Ross Russell still gives the best – the most distressing – picture of Bird’s final weeks and months. ‘His movements were mechanical, erratic, purposeless. They followed a mindless pattern of disorder and whim. High life had become low life.’ He spent whole nights riding the subway alone. He talked incessantly about death, leaping into the river. He was sick now, deep down in his peculiar sense of time; the old sure feel for currents and vectors, exits and hideaways, had fallen away. He was out of time. He zigzags through rainy New York, drinking port wine behind the dead windows of abandoned buildings: a nest fashioned from ulcers, debt, old reeds, blood. He’s never felt such a bitter taste in his mouth before. A rough bird, jet black, alights on his hand. He recalls an old golden song, from long ago. ‘Goin’ to Kansas City, sorry that I can’t take you.’
There is one way of looking at Parker that none of these books touches, which is that the arc of his success also measured the extent of his failure and fall: he went too far, too fast, in one solitary direction, leaving himself no outs, alternatives, breathing space. (Yves Bonnefoy: ‘Love perfection because it is the threshold/But deny it once known, once dead forget it/Imperfection is the summit.’) Maybe the reason we’re still drawn to Parker’s oblique, messy outline is that he wasn’t any kind of seamless paragon: it was never brilliant technique that was the lure, but the imperfect, unreadable man. For all their careful, respectful merits, a few weeks after finishing these books I could barely call up a single memorable detail, whereas I can still bring to mind whole sections of Russell’s much disparaged Life of Bird. (Not for nothing, but once you get past the pimp-face stare-down, Miles’s autobiography is also effortlessly illuminating on Parker’s personal toughness and nonpareil musical technique. He gives us a Bird who’s a painter in sound, a Picasso of syncopation: a beady-eared Cubist playing four versions of a tune at once.) Russell’s account – dodgy though some of its anecdotal evidence may be – feels like it was written in a rush of genuine excitement. It’s not pretty, but Parker is a genuine presence in the room: sweaty, sulky, delicate; brutal, playful, paradoxical. Half-flesh, half-feather: carnal daemon, weightless changeling.

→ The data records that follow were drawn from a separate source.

// Copyright (c) 2018-2022  Ministerio de Fomento
//                          Instituto de Ciencias de la Construcción Eduardo Torroja (IETcc-CSIC)

// Permission is hereby granted, free of charge, to any person obtaining a copy
// of this software and associated documentation files (the "Software"), to deal
// in the Software without restriction, including without limitation the rights
// to use, copy, modify, merge, publish, distribute, sublicense, and/or sell
// copies of the Software, and to permit persons to whom the Software is
// furnished to do so, subject to the following conditions:

// The above copyright notice and this permission notice shall be included in
// all copies or substantial portions of the Software.

// THE SOFTWARE IS PROVIDED "AS IS", WITHOUT WARRANTY OF ANY KIND, EXPRESS OR
// IMPLIED, INCLUDING BUT NOT LIMITED TO THE WARRANTIES OF MERCHANTABILITY,
// FITNESS FOR A PARTICULAR PURPOSE AND NONINFRINGEMENT. IN NO EVENT SHALL THE
// AUTHORS OR COPYRIGHT HOLDERS BE LIABLE FOR ANY CLAIM, DAMAGES OR OTHER
// LIABILITY, WHETHER IN AN ACTION OF CONTRACT, TORT OR OTHERWISE, ARISING FROM,
// OUT OF OR IN CONNECTION WITH THE SOFTWARE OR THE USE OR OTHER DEALINGS IN THE
// SOFTWARE.

// Author(s): Rafael Villar Burke <pachi@ietcc.csic.es>

/*!
Servicios de simulación
=======================

Contract with the remote building energy simulation services:

- archetype catalogue query
- hourly simulation of an archetype (or of a customized archetype)
- hourly simulation of energy conservation measures (ECM) on an archetype

The crate doesn't implement any transport. A client implements [`SimulationService`] and
maps its transport failures to `ApiConnection` errors and unusable payloads to
`ApiResponse` errors.
*/

use std::cell::OnceCell;

use serde::{Deserialize, Serialize};
use tracing::{debug, warn};

use crate::error::{RenovationError, Result};
use crate::types::{
    ArchetypeInfo, BuildingInfo, ConstructionPeriod, CoolingTechnology, EnvelopeElement,
    GlazingTechnology, HeatingTechnology, HotWaterTechnology, RenovationMeasure,
};

/// Número de horas de un año de simulación
pub const HOURS_PER_YEAR: usize = 8760;
/// Conversión de la unidad de las cargas horarias (Wh) a kWh
pub const KWH_PER_WH: f64 = 0.001;
/// Superficie del arquetipo cuando la respuesta no la incluye [m2]
pub const ARCHETYPE_FLOOR_AREA_DEFAULT: f64 = 100.0;

/// Datos climáticos usados por la simulación
#[derive(Debug, Copy, Clone, PartialEq, Eq, Serialize, Deserialize)]
#[serde(rename_all = "snake_case")]
pub enum WeatherSource {
    /// Typical meteorological year from PVGIS for the archetype location
    Pvgis,
    /// EPW weather file bundled with the archetype
    Epw,
}

impl Default for WeatherSource {
    fn default() -> Self {
        WeatherSource::Pvgis
    }
}

/// Datos del edificio que sustituyen a los valores por defecto del arquetipo
#[derive(Debug, Clone, PartialEq, Serialize, Deserialize)]
pub struct BuildingOverrides {
    /// Conditioned floor area [m2]
    pub floor_area: Option<f64>,
    /// Number of floors
    pub floors: u32,
    /// Construction period
    pub construction_period: ConstructionPeriod,
    /// Glazing
    pub glazing: GlazingTechnology,
    /// Heating system
    pub heating: HeatingTechnology,
    /// Cooling system
    pub cooling: CoolingTechnology,
    /// Hot water system
    pub hot_water: HotWaterTechnology,
}

impl From<&BuildingInfo> for BuildingOverrides {
    fn from(building: &BuildingInfo) -> Self {
        Self {
            floor_area: building.floor_area,
            floors: building.floors,
            construction_period: building.construction_period,
            glazing: building.glazing,
            heating: building.heating,
            cooling: building.cooling,
            hot_water: building.hot_water,
        }
    }
}

/// Edificio a simular
#[derive(Debug, Clone, PartialEq, Serialize, Deserialize)]
#[serde(tag = "kind", rename_all = "snake_case")]
pub enum SimulationTarget {
    /// Archetype with its default definition
    Archetype {
        /// Archetype reference
        archetype: ArchetypeInfo,
    },
    /// Archetype with user modified envelope or systems
    Custom {
        /// Base archetype
        archetype: ArchetypeInfo,
        /// Values replacing the archetype defaults
        overrides: BuildingOverrides,
    },
}

impl SimulationTarget {
    /// Objetivo de simulación para un edificio y su arquetipo
    ///
    /// Uses the custom payload only when the user modified the archetype defaults.
    pub fn for_building(building: &BuildingInfo, archetype: &ArchetypeInfo) -> Self {
        if building.is_customized() {
            SimulationTarget::Custom {
                archetype: archetype.clone(),
                overrides: building.into(),
            }
        } else {
            SimulationTarget::Archetype {
                archetype: archetype.clone(),
            }
        }
    }

    /// Archetype of the target
    pub fn archetype(&self) -> &ArchetypeInfo {
        match self {
            SimulationTarget::Archetype { archetype } => archetype,
            SimulationTarget::Custom { archetype, .. } => archetype,
        }
    }
}

/// Transmitancias objetivo por elemento [W/m2K]
#[derive(Debug, Copy, Clone, PartialEq, Default, Serialize, Deserialize)]
pub struct UValueTargets {
    /// Walls
    #[serde(default)]
    pub wall: Option<f64>,
    /// Roof
    #[serde(default)]
    pub roof: Option<f64>,
    /// Windows
    #[serde(default)]
    pub window: Option<f64>,
}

I keep returning to all the different images: sometimes I think we might discern more of the true story here, if we blur our eyes and dream a little. All the photos, but also certain uncanny paintings by Jean-Michel Basquiat and Beauford Delaney. Like this lovely photo from 1940: avid young Charles, barely twenty, with a great big springtime smile on his face, pointing to someone or something just out of frame: a bebop presidential candidate, working the hustings. The first few times I glanced at it, I didn’t really see: it’s actually Bird having fun inside a Kansas City photo booth, and the someone or something he’s pointing at with such unabashed glee is himself. He’s finally found someone he can’t fleece or best or seduce – and, it appears, it’s only made him all the happier.